Memang benar adanya, hampir seluruh waktu, kita habiskan untuk meniru orang lain. Artis, olahragawan, musisi, selebriti, dlsb, segala sesuatu yang ada pada mereka sangat menyilaukan mata. Berbagai gaya hidup impor kebudayaan luar; rasta, punk, reggae, hippies, grunge, dlsb. kita telan mentah-mentah tanpa tahu esensi yang sebenarnya atau segala sesuatu yang melatar belakangi kemunculannya. Tak hayal, remaja kita pun sibuk berdandan dengan simbol-simbol kebudayaan tersebut kemudian dengan bangganya menjadikan identitas diri. Alhasil, sekolah, kampus, mall, restoran, warung, hingga jalanan pedesaan menjadi catwalk untuk memamerkan pernak-pernik tersebut.

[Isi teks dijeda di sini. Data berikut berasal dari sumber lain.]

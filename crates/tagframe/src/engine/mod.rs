//! Serialization engine.
//!
//! A [`Context`] owns the type table, the per-type class metadata cache and
//! the metadata registry. It is shared by reference between any number of
//! [`Serializer`] and [`Deserializer`] sessions, each of which owns the
//! per-stream state for one sink or source.

mod mapping;
mod reader;
mod writer;

use std::io::{Read, Write};
use std::sync::Arc;

use parking_lot::RwLock;
use rustc_hash::FxHashMap;

use crate::config::Options;
use crate::error::Result;
use crate::metadata::{ClassInfo, NullRegistry, Registry, TypeTable};
use crate::model::{Enumeration, Record, RecordType};

pub use mapping::{FieldMapping, Slot};
pub use reader::Deserializer;
pub use writer::Serializer;

/// Shared serialization state.
pub struct Context {
    options: Options,
    types: TypeTable,
    classes: RwLock<FxHashMap<i16, Arc<ClassInfo>>>,
    registry: Arc<dyn Registry>,
}

impl Default for Context {
    fn default() -> Self {
        Self::with_options(Options::default())
    }
}

impl std::fmt::Debug for Context {
    fn fmt(&self, f: &mut std::fmt::Formatter<'_>) -> std::fmt::Result {
        f.debug_struct("Context")
            .field("options", &self.options)
            .field("types", &self.types.len())
            .field("registry", &self.registry.name())
            .finish()
    }
}

impl Context {
    /// Creates a context with default options and no metadata registry.
    pub fn new() -> Self {
        Self::default()
    }

    pub fn with_options(options: Options) -> Self {
        Self {
            types: TypeTable::new(&options),
            options,
            classes: RwLock::new(FxHashMap::default()),
            registry: Arc::new(NullRegistry::new()),
        }
    }

    /// Replaces the metadata registry.
    pub fn with_registry(mut self, registry: Arc<dyn Registry>) -> Self {
        self.registry = registry;
        self
    }

    pub fn options(&self) -> &Options {
        &self.options
    }

    pub fn types(&self) -> &TypeTable {
        &self.types
    }

    pub fn registry(&self) -> &dyn Registry {
        &*self.registry
    }

    /// Binds record type `T` to `identifier`.
    pub fn register<T: RecordType>(&self, identifier: i32) -> Result<i16> {
        Ok(self.types.register::<T>(identifier)?)
    }

    /// Binds enumeration `E` to `identifier`.
    pub fn register_enum<E: Enumeration>(&self, identifier: i32) -> Result<i16> {
        Ok(self.types.register_enum::<E>(identifier)?)
    }

    /// Returns the class metadata of registered type `T`.
    pub fn class_info<T: RecordType>(&self) -> Result<Arc<ClassInfo>> {
        let identifier = self.types.identifier_of::<T>().ok_or_else(|| {
            crate::error::MetadataError::UnregisteredType {
                name: T::type_name().to_string(),
            }
        })?;
        self.class_info_by_id(identifier)
    }

    /// Returns the class metadata of the record registered under
    /// `identifier`, building it on first use.
    pub fn class_info_by_id(&self, identifier: i16) -> Result<Arc<ClassInfo>> {
        if let Some(class) = self.classes.read().get(&identifier) {
            return Ok(class.clone());
        }
        let built = Arc::new(self.types.build_class_info(identifier)?);
        // Two threads may build concurrently; the first insert wins.
        let mut classes = self.classes.write();
        Ok(classes.entry(identifier).or_insert(built).clone())
    }

    /// Opens a write session on `sink`.
    pub fn serializer<W: Write>(&self, sink: W) -> Serializer<'_, W> {
        Serializer::new(self, sink)
    }

    /// Opens a read session on `source`.
    pub fn deserializer<R: Read>(&self, source: R) -> Deserializer<'_, R> {
        Deserializer::new(self, source)
    }

    /// Writes `value` as a complete stream and returns the sink.
    pub fn serialize<T: Record, W: Write>(&self, value: &T, sink: W) -> Result<W> {
        let mut ser = self.serializer(sink);
        ser.write(value)?;
        ser.finish()
    }

    pub fn to_bytes<T: Record>(&self, value: &T) -> Result<Vec<u8>> {
        self.serialize(value, Vec::new())
    }

    /// Reads one record of type `T` from `source`.
    pub fn deserialize<T: RecordType, R: Read>(&self, source: R) -> Result<T> {
        self.deserializer(source).read()
    }

    pub fn from_bytes<T: RecordType>(&self, bytes: &[u8]) -> Result<T> {
        self.deserialize(bytes)
    }
}

#[cfg(test)]
mod tests {
    use super::*;
    use crate::codec::tags;
    use crate::error::{DecodeError, Error, MetadataError, SerializeError};
    use crate::{enumeration, record};

    enumeration! {
        enum Level { Low, Mid, High }
    }

    record! {
        #[derive(Debug, Clone, Default, PartialEq)]
        struct Node {
            label: String,
            level: Level,
            children: Vec<Node>,
        }
    }

    record! {
        #[derive(Debug, Clone, Default, PartialEq)]
        struct Pair {
            left: Option<Node>,
            right: Option<Node>,
        }
    }

    fn context() -> Context {
        let ctx = Context::new();
        ctx.register::<Node>(100).unwrap();
        ctx.register::<Pair>(101).unwrap();
        ctx.register_enum::<Level>(102).unwrap();
        ctx
    }

    fn leaf(label: &str) -> Node {
        Node {
            label: label.to_string(),
            level: Level::Mid,
            children: Vec::new(),
        }
    }

    #[test]
    fn test_round_trip_nested() {
        let ctx = context();
        let tree = Node {
            label: "root".to_string(),
            level: Level::High,
            children: vec![leaf("a"), leaf("b")],
        };
        let bytes = ctx.to_bytes(&tree).unwrap();
        assert_eq!(ctx.from_bytes::<Node>(&bytes).unwrap(), tree);
    }

    #[test]
    fn test_class_info_cached() {
        let ctx = context();
        let first = ctx.class_info::<Node>().unwrap();
        let second = ctx.class_info_by_id(100).unwrap();
        assert!(Arc::ptr_eq(&first, &second));
        assert_eq!(first.len(), 3);
    }

    #[test]
    fn test_metadata_written_once_per_stream() {
        let ctx = context();
        let mut ser = ctx.serializer(Vec::new());
        for i in 0..5 {
            ser.write(&leaf(&i.to_string())).unwrap();
        }
        assert_eq!(ser.classes_written(), 1);
        let bytes = ser.finish().unwrap();

        let mut de = ctx.deserializer(bytes.as_slice());
        for i in 0..5 {
            assert_eq!(de.read::<Node>().unwrap().label, i.to_string());
        }
        assert!(de.at_end().unwrap());
    }

    #[test]
    fn test_null_fields() {
        let ctx = context();
        let pair = Pair {
            left: Some(leaf("x")),
            right: None,
        };
        let bytes = ctx.to_bytes(&pair).unwrap();
        assert_eq!(ctx.from_bytes::<Pair>(&bytes).unwrap(), pair);
    }

    #[test]
    fn test_root_mismatch() {
        let ctx = context();
        let bytes = ctx.to_bytes(&leaf("x")).unwrap();
        let err = ctx.from_bytes::<Pair>(&bytes).unwrap_err();
        assert!(matches!(
            err,
            Error::Serialize(SerializeError::RootMismatch { expected: "Pair", .. })
        ));
    }

    #[test]
    fn test_unregistered_type() {
        let ctx = Context::new();
        let err = ctx.to_bytes(&leaf("x")).unwrap_err();
        assert!(matches!(
            err,
            Error::Metadata(MetadataError::UnregisteredType { .. })
        ));
    }

    #[test]
    fn test_depth_limits() {
        let ctx = Context::with_options(Options::new().max_depth(4));
        ctx.register::<Node>(100).unwrap();
        ctx.register_enum::<Level>(102).unwrap();

        let mut deep = leaf("bottom");
        for _ in 0..4 {
            deep = Node {
                label: "up".to_string(),
                level: Level::Low,
                children: vec![deep],
            };
        }
        let err = ctx.to_bytes(&deep).unwrap_err();
        assert!(matches!(
            err,
            Error::Serialize(SerializeError::DepthExceeded { max: 4 })
        ));

        let unlimited = context();
        let bytes = unlimited.to_bytes(&deep).unwrap();
        let err = ctx.from_bytes::<Node>(&bytes).unwrap_err();
        assert!(matches!(err, Error::Decode(DecodeError::DepthExceeded { max: 4 })));
    }

    #[test]
    fn test_default_registries_are_independent() {
        let a = context();
        let b = context();
        a.to_bytes(&leaf("x")).unwrap();
        assert!(a.registry().unavailable_count() > 0);
        assert_eq!(b.registry().unavailable_count(), 0);

        let before = a.registry().unavailable_count();
        b.to_bytes(&leaf("y")).unwrap();
        assert_eq!(a.registry().unavailable_count(), before);
    }

    #[test]
    fn test_stream_starts_with_class_info() {
        let ctx = context();
        let bytes = ctx.to_bytes(&leaf("x")).unwrap();
        assert_eq!(bytes[crate::limits::HEADER_LEN], tags::CLASS_INFO);
    }
}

Segala macam aksesoris berusaha diadakan dan dikenakan seolah ingin menunjukkan ini aku ... seorang punker, rasta, reggae, metal, rocker, atau ini lho aku, aku yang taat dengan agamaku, ini lho aku yang ga gaptek. Berbagai macam gadget pun ditenteng, dari smartphone, tab, laptop, kamera, hingga blackberry yang terkadang justru tidak terlalu diperlukan atau tidak dioptimalkan atau lebih buruknya tidak ada pulsanya. Penghasilan terkadang justru habis untuk mencicil kendaraan bermotor, membeli pulsa balckberry atau smartphone, berlama-lama merebonding rambut di salon, memutihkan diri dengan berbagai krim pemutih yang sangat mahal maupun rela membayar mahal di tempat-tempat perawatan. Di kampus, mahasiswa lebih bangga menenteng produk-produk bermerk entah palsu atau asli ketimbang membawa buku yang bisa dibaca saat senggang.

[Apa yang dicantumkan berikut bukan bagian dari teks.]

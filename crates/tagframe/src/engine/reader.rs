//! Read-side tree walk.

use std::io::Read;
use std::sync::Arc;

use rustc_hash::FxHashMap;
use tracing::debug;

use crate::codec::{tags, Decoder};
use crate::error::{DecodeError, Error, MetadataError, Result, SerializeError};
use crate::model::{Category, DataType, EnumValue, Record, RecordType, Value};

use super::mapping::FieldMapping;
use super::Context;

/// Reads records from one stream.
///
/// Field mappings are cached per stream signature, so a class seen again
/// in another stream of this deserializer is not resolved twice.
pub struct Deserializer<'a, R: Read> {
    ctx: &'a Context,
    decoder: Decoder<R>,
    mappings: FxHashMap<String, Arc<FieldMapping>>,
    active: FxHashMap<i16, Arc<FieldMapping>>,
    depth: usize,
}

impl<'a, R: Read> Deserializer<'a, R> {
    pub(crate) fn new(ctx: &'a Context, source: R) -> Self {
        Self {
            decoder: Decoder::with_options(source, ctx.options()),
            ctx,
            mappings: FxHashMap::default(),
            active: FxHashMap::default(),
            depth: 0,
        }
    }

    /// Reads one root record of type `T`.
    pub fn read<T: RecordType>(&mut self) -> Result<T> {
        let record = self.read_tree()?;
        let found = record.record_name();
        record
            .into_any()
            .downcast::<T>()
            .map(|r| *r)
            .map_err(|_| {
                Error::from(SerializeError::RootMismatch {
                    expected: T::type_name(),
                    found: found.to_string(),
                })
            })
    }

    /// Returns true when the stream has no more values.
    pub fn at_end(&mut self) -> Result<bool> {
        self.decoder.at_end()
    }

    pub fn into_inner(self) -> R {
        self.decoder.into_inner()
    }

    fn enter(&mut self) -> Result<()> {
        let max = self.ctx.options().max_depth;
        if self.depth >= max {
            return Err(DecodeError::DepthExceeded { max }.into());
        }
        self.depth += 1;
        Ok(())
    }

    /// Reads one record of whatever registered type the stream announces.
    pub fn read_tree(&mut self) -> Result<Box<dyn Record>> {
        self.enter()?;
        if tags::is_class_header(self.decoder.peek_tag()?) {
            self.read_class_header()?;
        }
        let identifier = self.decoder.read_object_header()?;
        let mapping = self
            .active
            .get(&identifier)
            .cloned()
            .ok_or(MetadataError::UnknownIdentifier { identifier })?;

        let entry = self.ctx.types().entry(identifier)?;
        let construct = entry.record()?.construct;
        let mut record = construct().ok_or(MetadataError::MissingConstructor { name: entry.name })?;

        for slot in mapping.slots() {
            if self.decoder.skip_null()? {
                continue;
            }
            let value = self.read_value(slot.stream_type)?;
            if let Some(name) = &slot.local {
                record.set_field(name, value)?;
            }
        }
        self.depth -= 1;
        Ok(record)
    }

    fn read_class_header(&mut self) -> Result<()> {
        let stream = self.decoder.read_class(self.ctx.registry())?;
        let mapping = match self.mappings.get(stream.signature()) {
            Some(mapping) => mapping.clone(),
            None => {
                let local = self.ctx.class_info_by_id(stream.identifier())?;
                let mapping = Arc::new(FieldMapping::new(&stream, &local));
                self.mappings
                    .insert(stream.signature().to_string(), mapping.clone());
                mapping
            }
        };
        debug!(
            identifier = stream.identifier(),
            class = stream.name(),
            "activated class"
        );
        self.active.insert(stream.identifier(), mapping);
        Ok(())
    }

    /// Reads a non-null value whose stream type is `data_type`.
    fn read_value(&mut self, data_type: DataType) -> Result<Value> {
        match data_type.category() {
            Category::Number => self.read_number(data_type),
            Category::Collection => self.read_collection(data_type),
            Category::Time => self.read_time(data_type),
            Category::Other => self.read_other(data_type),
        }
    }

    fn read_element(&mut self) -> Result<Value> {
        if self.decoder.skip_null()? {
            return Ok(Value::Null);
        }
        let data_type = self.decoder.read_typed()?;
        self.read_value(data_type)
    }

    fn read_number(&mut self, data_type: DataType) -> Result<Value> {
        let dec = &mut self.decoder;
        Ok(match data_type {
            DataType::Byte => Value::Byte(dec.read_i8()?),
            DataType::Short => Value::Short(dec.read_i16()?),
            DataType::Integer => Value::Integer(dec.read_i32()?),
            DataType::Long => Value::Long(dec.read_i64()?),
            DataType::Float => Value::Float(dec.read_f32()?),
            DataType::Double => Value::Double(dec.read_f64()?),
            DataType::BigInteger => Value::BigInteger(dec.read_big_integer()?),
            DataType::BigDecimal => Value::BigDecimal(dec.read_big_decimal()?),
            _ => return Err(SerializeError::UnhandledDataType { data_type }.into()),
        })
    }

    fn read_other(&mut self, data_type: DataType) -> Result<Value> {
        Ok(match data_type {
            DataType::Boolean => Value::Boolean(self.decoder.read_bool()?),
            DataType::Character => Value::Character(self.decoder.read_char()?),
            DataType::String => self
                .decoder
                .read_string()?
                .map_or(Value::Null, Value::String),
            DataType::Binary => self
                .decoder
                .read_bytes()?
                .map_or(Value::Null, Value::Binary),
            DataType::Enum => {
                let (identifier, ordinal) = self.decoder.read_enum()?;
                let entry = self.ctx.types().entry(identifier)?;
                if ordinal as usize >= entry.variants()?.len() {
                    return Err(SerializeError::InvalidOrdinal {
                        name: entry.name,
                        ordinal,
                    }
                    .into());
                }
                Value::Enum(EnumValue {
                    type_id: entry.type_id,
                    ordinal,
                })
            }
            DataType::Object => Value::Object(self.read_tree()?),
            _ => return Err(SerializeError::UnhandledDataType { data_type }.into()),
        })
    }

    fn read_collection(&mut self, data_type: DataType) -> Result<Value> {
        self.enter()?;
        let value = if data_type.is_map() {
            let (kind, count) = self.decoder.read_map_header()?;
            let mut entries = Vec::with_capacity(count.min(1024));
            for _ in 0..count {
                let key = self.read_element()?;
                let value = self.read_element()?;
                entries.push((key, value));
            }
            Value::Map(kind, entries)
        } else {
            let (kind, count) = self.decoder.read_collection_header()?;
            let mut items = Vec::with_capacity(count.min(1024));
            for _ in 0..count {
                items.push(self.read_element()?);
            }
            Value::Collection(kind, items)
        };
        self.depth -= 1;
        Ok(value)
    }

    fn read_time(&mut self, data_type: DataType) -> Result<Value> {
        let dec = &mut self.decoder;
        Ok(match data_type {
            DataType::Duration => Value::Duration(dec.read_duration()?),
            DataType::Instant => Value::Instant(dec.read_instant()?),
            DataType::LocalDate => Value::LocalDate(dec.read_local_date()?),
            DataType::LocalTime => Value::LocalTime(dec.read_local_time()?),
            DataType::LocalDateTime => Value::LocalDateTime(dec.read_local_date_time()?),
            DataType::OffsetDateTime => Value::OffsetDateTime(dec.read_offset_date_time()?),
            DataType::ZonedDateTime => Value::ZonedDateTime(dec.read_zoned_date_time()?),
            DataType::Period => Value::Period(dec.read_period()?),
            DataType::ZoneId => Value::ZoneId(dec.read_zone_id()?),
            DataType::ZoneOffset => Value::ZoneOffset(dec.read_zone_offset()?),
            _ => return Err(SerializeError::UnhandledDataType { data_type }.into()),
        })
    }
}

Inilah sepenggal ilustrasi dari salah satu budaya kita, budaya media. Ilustrasi tentang betapa hebatnya media memanipulasi, menyihir, menjadikan kita bukan diri kita namun masih merasa itu diri kita. Media menjadikan budaya luar menjadi segala-galanya, dan menjadikan kearifan lokal berkesan jadul dan ketinggaalan zaman. Iklan, sinetron, film, majalah, tabloid, dlsb. telah menjadi pedoman hidup yang telah menyingkirkan kebudayaan kita. Media telah menjadi pedoman dalam setiap aspek hidup kita.